My view in the current design development milieu and environment, especially in the technology fields predominated by 20-somethings in America, whose basic experience has been in training from their time in secondary school in the tools of technology, their world view and ideology are still in infantile stages. Many and maybe most will be doomed to futures with Gray Team and/or Dictatorship models. ( A fascinating study of the development of a world view and ideology at an early age, carried out with finesse, has been the election of Obama as president . I believe that by the time he returned to Hawaii from Indonesia, and reentered Punahou School, before he was 12 years old, the basis of his world view and ideology was well-established. Training of this type is intense in the Far East. The rest is history. Obama’s model, after the blitzkrieg governance of his first five months in office portends the Dictatorship model, for the future of America.)

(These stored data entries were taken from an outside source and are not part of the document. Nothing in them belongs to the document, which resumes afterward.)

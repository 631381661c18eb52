use axum::{
    extract::{Path, State},
    response::Redirect,
    routing::post,
    Form, Router,
};
use tracing::{info, instrument};
use uuid::Uuid;

use super::dto::CommentForm;
use super::repo::Comment;
use crate::auth::extractors::CurrentUser;
use crate::cards::repo::TradingCard;
use crate::error::{AppError, AppResult};
use crate::state::AppState;

pub fn routes() -> Router<AppState> {
    Router::new().route("/trading_card/:id/add_comment", post(add_comment))
}

/// Append a comment to an existing card (any approval state) and bounce
/// back to the card's detail view.
#[instrument(skip(state, form))]
pub async fn add_comment(
    State(state): State<AppState>,
    current: CurrentUser,
    Path(id): Path<Uuid>,
    Form(form): Form<CommentForm>,
) -> AppResult<Redirect> {
    let card = TradingCard::find_by_id(&state.db, id)
        .await?
        .ok_or(AppError::NotFound("trading card"))?;

    let text = form.comment.trim();
    if text.is_empty() {
        return Err(AppError::Validation("comment text is required".into()));
    }

    let comment = Comment::create(&state.db, card.id, current.user_id, text).await?;
    info!(comment_id = %comment.id, card_id = %card.id, user_id = %current.user_id, "comment added");
    Ok(Redirect::to(&format!("/trading_card/{}", card.id)))
}

#[cfg(test)]
mod tests {
    use super::super::dto::CommentView;
    use super::super::repo::Comment;
    use uuid::Uuid;

    #[test]
    fn comment_view_carries_text_and_author() {
        let comment = Comment {
            id: Uuid::new_v4(),
            trading_card_id: Uuid::new_v4(),
            user_id: Uuid::new_v4(),
            text: "the cat sat".into(),
            created_at: time::OffsetDateTime::UNIX_EPOCH,
        };
        let view = CommentView::from(comment.clone());
        assert_eq!(view.text, "the cat sat");
        assert_eq!(view.user_id, comment.user_id);
        let json = serde_json::to_string(&view).unwrap();
        assert!(json.contains("the cat sat"));
    }
}
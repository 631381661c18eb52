use axum::async_trait;
use jsonwebtoken::{decode, decode_header, Algorithm, DecodingKey, Validation};
use serde::Deserialize;
use tracing::warn;

use crate::error::AppError;

/// Claims extracted from a verified Google ID token.
#[derive(Debug, Clone, Deserialize)]
pub struct GoogleClaims {
    /// Stable subject identifier assigned by Google.
    pub sub: String,
    pub email: String,
}

/// External identity-token verification, behind a trait so tests can stub
/// the network round trip.
#[async_trait]
pub trait IdTokenVerifier: Send + Sync {
    async fn verify(&self, token: &str) -> Result<GoogleClaims, AppError>;
}

#[derive(Debug, Deserialize)]
struct Jwks {
    keys: Vec<Jwk>,
}

#[derive(Debug, Deserialize)]
struct Jwk {
    kid: String,
    n: String,
    e: String,
}

pub struct GoogleVerifier {
    http: reqwest::Client,
    client_id: String,
    jwks_url: String,
}

impl GoogleVerifier {
    pub fn new(client_id: String, jwks_url: String) -> Self {
        Self {
            http: reqwest::Client::new(),
            client_id,
            jwks_url,
        }
    }

    /// Look up the RSA public key named by the token header.
    ///
    /// Google rotates keys, so the set is fetched per verification rather
    /// than pinned at startup.
    async fn fetch_key(&self, kid: &str) -> Result<DecodingKey, AppError> {
        let jwks: Jwks = self
            .http
            .get(&self.jwks_url)
            .send()
            .await
            .map_err(|e| AppError::Internal(anyhow::anyhow!("fetch jwks: {e}")))?
            .json()
            .await
            .map_err(|e| AppError::Internal(anyhow::anyhow!("parse jwks: {e}")))?;

        let jwk = jwks
            .keys
            .iter()
            .find(|k| k.kid == kid)
            .ok_or(AppError::InvalidToken)?;
        DecodingKey::from_rsa_components(&jwk.n, &jwk.e).map_err(|e| {
            warn!(error = %e, kid = %kid, "unusable jwk");
            AppError::InvalidToken
        })
    }
}

#[async_trait]
impl IdTokenVerifier for GoogleVerifier {
    async fn verify(&self, token: &str) -> Result<GoogleClaims, AppError> {
        let header = decode_header(token).map_err(|e| {
            warn!(error = %e, "malformed id token");
            AppError::InvalidToken
        })?;
        let kid = header.kid.ok_or(AppError::InvalidToken)?;
        let key = self.fetch_key(&kid).await?;

        let mut validation = Validation::new(Algorithm::RS256);
        validation.set_audience(std::slice::from_ref(&self.client_id));
        validation.set_issuer(&["accounts.google.com", "https://accounts.google.com"]);

        let data = decode::<GoogleClaims>(token, &key, &validation).map_err(|e| {
            warn!(error = %e, "id token rejected");
            AppError::InvalidToken
        })?;
        Ok(data.claims)
    }
}

#[cfg(test)]
mod tests {
    use super::*;

    fn make_verifier() -> GoogleVerifier {
        GoogleVerifier::new(
            "test-client-id".into(),
            // Never reached in these tests: verification fails before the fetch
            "https://fake.local/certs".into(),
        )
    }

    #[tokio::test]
    async fn garbage_token_is_invalid() {
        let err = make_verifier().verify("not-a-jwt").await.unwrap_err();
        assert!(matches!(err, AppError::InvalidToken));
    }

    #[tokio::test]
    async fn token_without_kid_is_invalid() {
        // Well-formed JWT, but HS256 and no kid in the header
        let token = jsonwebtoken::encode(
            &jsonwebtoken::Header::default(),
            &serde_json::json!({ "sub": "123", "email": "a@x.com", "exp": 4102444800u64 }),
            &jsonwebtoken::EncodingKey::from_secret(b"whatever"),
        )
        .expect("encode");
        let err = make_verifier().verify(&token).await.unwrap_err();
        assert!(matches!(err, AppError::InvalidToken));
    }

    #[test]
    fn jwks_document_parses() {
        let body = r#"{
            "keys": [
                { "kty": "RSA", "alg": "RS256", "use": "sig",
                  "kid": "abc123", "n": "0vx7agoebGcQSuu", "e": "AQAB" },
                { "kty": "RSA", "alg": "RS256", "use": "sig",
                  "kid": "def456", "n": "4vx7agoebGcQSuu", "e": "AQAB" }
            ]
        }"#;
        let jwks: Jwks = serde_json::from_str(body).expect("parse");
        assert_eq!(jwks.keys.len(), 2);
        assert_eq!(jwks.keys[0].kid, "abc123");
        assert_eq!(jwks.keys[1].e, "AQAB");
    }
}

If Fast Company is mindful of the benefits and efficacy of the Oasis model, and advocates it, given its influence on young minds, the magazine needs to delve more deeply into foundational world view and ideology which impel excellence in design, in a free but structured environment unfettered creativity and American exceptionalism. For this to become efficacious, one first must "Know Thyself," to enable one to "Know Thy Partner," with whom one wants to enter into a partnership realttionship.
The Bible says it this way:
"Do not be unequally yoked with unbelievers. For what partnershp has righteousness with lawlwssness? What fellowship has light with darkness? What accord has Christ with Belial? Or what portion does a believer share with an unbeliever? What agreement has the temple of God with idols?" @ Corinthians 6:14-16)
The principle is universal: "Know Thself," in order to be able to "Know Thy Partner," in any kind of partnmership relationship. The article above concludes: "They may have some less-than-exhilarating projects on the outset, yet every one of them will end with better-than-expected results. And most importantly--you'll enjoy every minute of it!" It just may be that, in the long run, the relatiosnhip ought to have primacy, since there will never be a perfect product that emanates from the relationship. But one just might be surprised by the excellence of the ultimate product, which evolves from such a parnership, which has its own high value.